This repository contains the code and guidelines for replicating the annotations and analysis in the manuscript CORAL: Expert-Curated Oncology Reports to Advance Language Model Inference. If you are mainly interested in benchmarking newer open source models on this dataset, please use code in this repository instead.
Dataset of 20 breast cancer and 20 pancreatic cancer progress notes were annotated comprehensively by medical experts to encode information of clinical interest from clinical notes.

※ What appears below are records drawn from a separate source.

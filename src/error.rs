//! Error types for the Rune executor

use std::path::PathBuf;
use thiserror::Error;

/// Boxed cause carried by errors that wrap a collaborator failure
pub type BoxError = Box<dyn std::error::Error + Send + Sync + 'static>;

/// Result type for executor operations
pub type Result<T> = std::result::Result<T, ExecutorError>;

/// Executor error types
#[derive(Error, Debug)]
pub enum ExecutorError {
    #[error("mount acquisition failed: {context}")]
    MountAcquisitionFailed {
        context: String,
        #[source]
        source: BoxError,
    },

    #[error("identity not found: {0}")]
    IdentityNotFound(String),

    #[error("unexpected number of root mounts: {0}")]
    UnsupportedMountTopology(usize),

    #[error("failed to resolve identity of user {user}")]
    IdentityResolutionFailed {
        user: String,
        #[source]
        source: BoxError,
    },

    #[error("malformed identity response: {message}")]
    MalformedIdentityResponse {
        message: String,
        #[source]
        source: Option<serde_json::Error>,
    },

    #[error("working dir {path} points to invalid target: {reason}")]
    InvalidWorkingDirectory { path: String, reason: String },

    #[error("failed to create working directory {}", path.display())]
    WorkingDirectoryCreateFailed {
        path: PathBuf,
        #[source]
        source: std::io::Error,
    },

    #[error("unsupported security mode: {0}")]
    UnsupportedSecurityMode(String),

    #[error("unsupported feature: {0}")]
    UnsupportedFeature(String),

    #[error("process exited with status {code}")]
    ProcessExited { code: i32 },

    #[error("runtime error: {0}")]
    Runtime(String),

    #[error("operation cancelled")]
    Cancelled,

    #[error("OCI spec error: {0}")]
    Spec(#[from] oci_spec::OciSpecError),

    #[error("invalid configuration: {0}")]
    InvalidConfig(String),

    #[error("{op}")]
    Context {
        op: &'static str,
        #[source]
        source: Box<ExecutorError>,
    },

    #[error("IO error: {0}")]
    Io(#[from] std::io::Error),

    #[error("JSON error: {0}")]
    Json(#[from] serde_json::Error),

    #[error("YAML error: {0}")]
    Yaml(#[from] serde_yaml::Error),

    #[error("internal error: {0}")]
    Internal(String),
}

impl ExecutorError {
    /// Wrap a collaborator failure raised while acquiring a mount
    pub fn mount(context: impl Into<String>, source: impl Into<BoxError>) -> Self {
        ExecutorError::MountAcquisitionFailed {
            context: context.into(),
            source: source.into(),
        }
    }

    /// Strip every `Context` layer and return the original error
    pub fn innermost(&self) -> &ExecutorError {
        let mut current = self;
        while let ExecutorError::Context { source, .. } = current {
            current = source;
        }
        current
    }

    /// Whether the failure was caused by cancellation
    pub fn is_cancelled(&self) -> bool {
        matches!(self.innermost(), ExecutorError::Cancelled)
    }
}

/// Attach the name of the failing operation to an error before it crosses a
/// component boundary
pub trait ResultExt<T> {
    fn op(self, op: &'static str) -> Result<T>;
}

impl<T> ResultExt<T> for Result<T> {
    fn op(self, op: &'static str) -> Result<T> {
        self.map_err(|e| ExecutorError::Context {
            op,
            source: Box::new(e),
        })
    }
}

#[cfg(test)]
mod tests {
    use super::*;

    fn nested() -> ExecutorError {
        let result: Result<()> = Err(ExecutorError::IdentityNotFound("app".to_string()));
        result.op("resolving user").op("running step").unwrap_err()
    }

    #[test]
    fn test_context_preserves_cause() {
        let err = nested();
        assert_eq!(err.to_string(), "running step");
        assert!(matches!(
            err.innermost(),
            ExecutorError::IdentityNotFound(name) if name == "app"
        ));
    }

    #[test]
    fn test_context_chain_renders_each_cause_once() {
        let rendered = format!("{:#}", anyhow::Error::from(nested()));
        assert_eq!(rendered, "running step: resolving user: identity not found: app");
    }

    #[test]
    fn test_cancelled_detection() {
        let err = ExecutorError::Context {
            op: "launching task",
            source: Box::new(ExecutorError::Cancelled),
        };
        assert!(err.is_cancelled());
        assert!(!ExecutorError::Internal("x".to_string()).is_cancelled());
    }

    #[test]
    fn test_mount_error_source() {
        let io = std::io::Error::new(std::io::ErrorKind::NotFound, "no snapshot");
        let err = ExecutorError::mount("mounting root", io);

        let source = std::error::Error::source(&err).unwrap();
        assert_eq!(source.to_string(), "no snapshot");
    }
}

The annotations encompassed 9028 entities, 9986 modifiers, and 5312 relationships. This dataset was further used to benchmark zero-shot, oncology-specific relational information extraction capability of closed and open source LLMs. The dataset can be downloaded here for non-commercial research purposes. Please note that if the dataset is being used to evaluate any proprietary models for example OpenAI models or Google models, it needs to be done within a secure, HIPAA-compliant framework such that no data is ever permanently transferred to or monitored by the underlying company. Azure OpenAI studio with all data transfer, monitoring, and filtering turned off may be a compatible solution.
If you use the dataset or any parts of this code for your research, please cite the corresponding paper, the dataset, and PhysioNet as the following:
CORAL paper and code bibtex citation:
@article{doi:10.1056/AIdbp2300110,
author = {Madhumita Sushil and Vanessa E. Kennedy and Divneet Mandair and Brenda Y. Miao and Travis Zack and Atul J. Butte },
title = {CORAL: Expert-Curated Oncology Reports to Advance Language Model Inference},
journal = {NEJM AI},
volume = {0},
number = {0},
pages = {AIdbp2300110},
year = {},
doi = {10.1056/AIdbp2300110},
URL = {https://ai.nejm.org/doi/abs/10.1056/AIdbp2300110},
eprint = {https://ai.nejm.org/doi/pdf/10.1056/AIdbp2300110}
,
abstract = { We curated and assessed a comprehensive dataset of breast and pancreatic cancer oncology progress notes for benchmarking oncology information extraction abilities of large language models. This new dataset has been made available to further advance large language models research in oncology. }
}
Dataset citation:
Sushil, M., Kennedy, V., Mandair, D., Miao, B., Zack, T., & Butte, A. (2024). CORAL: expert-Curated medical Oncology Reports to Advance Language model inference (version 1.0). PhysioNet. https://doi.org/10.13026/v69y-xa45.
PhysioNet citation:
Goldberger, A., Amaral, L., Glass, L., Hausdorff, J., Ivanov, P. C., Mark, R., ... & Stanley, H. E. (2000). PhysioBank, PhysioToolkit, and PhysioNet: Components of a new research resource for complex physiologic signals. Circulation [Online]. 101 (23), pp. e215–e220.
The code and annotation schema is shared under Creative Commons Attribution-NonCommercial-ShareAlike (CC BY-NC-SA) Further details can be found on this page. Additionally, the dataset derived from this schema is shared under the PhysioNet Credentialed Health Data License 1.5.0, which is intended to be used only within non-commercial, sharealike setups similar to the CC BY-NC-SA license.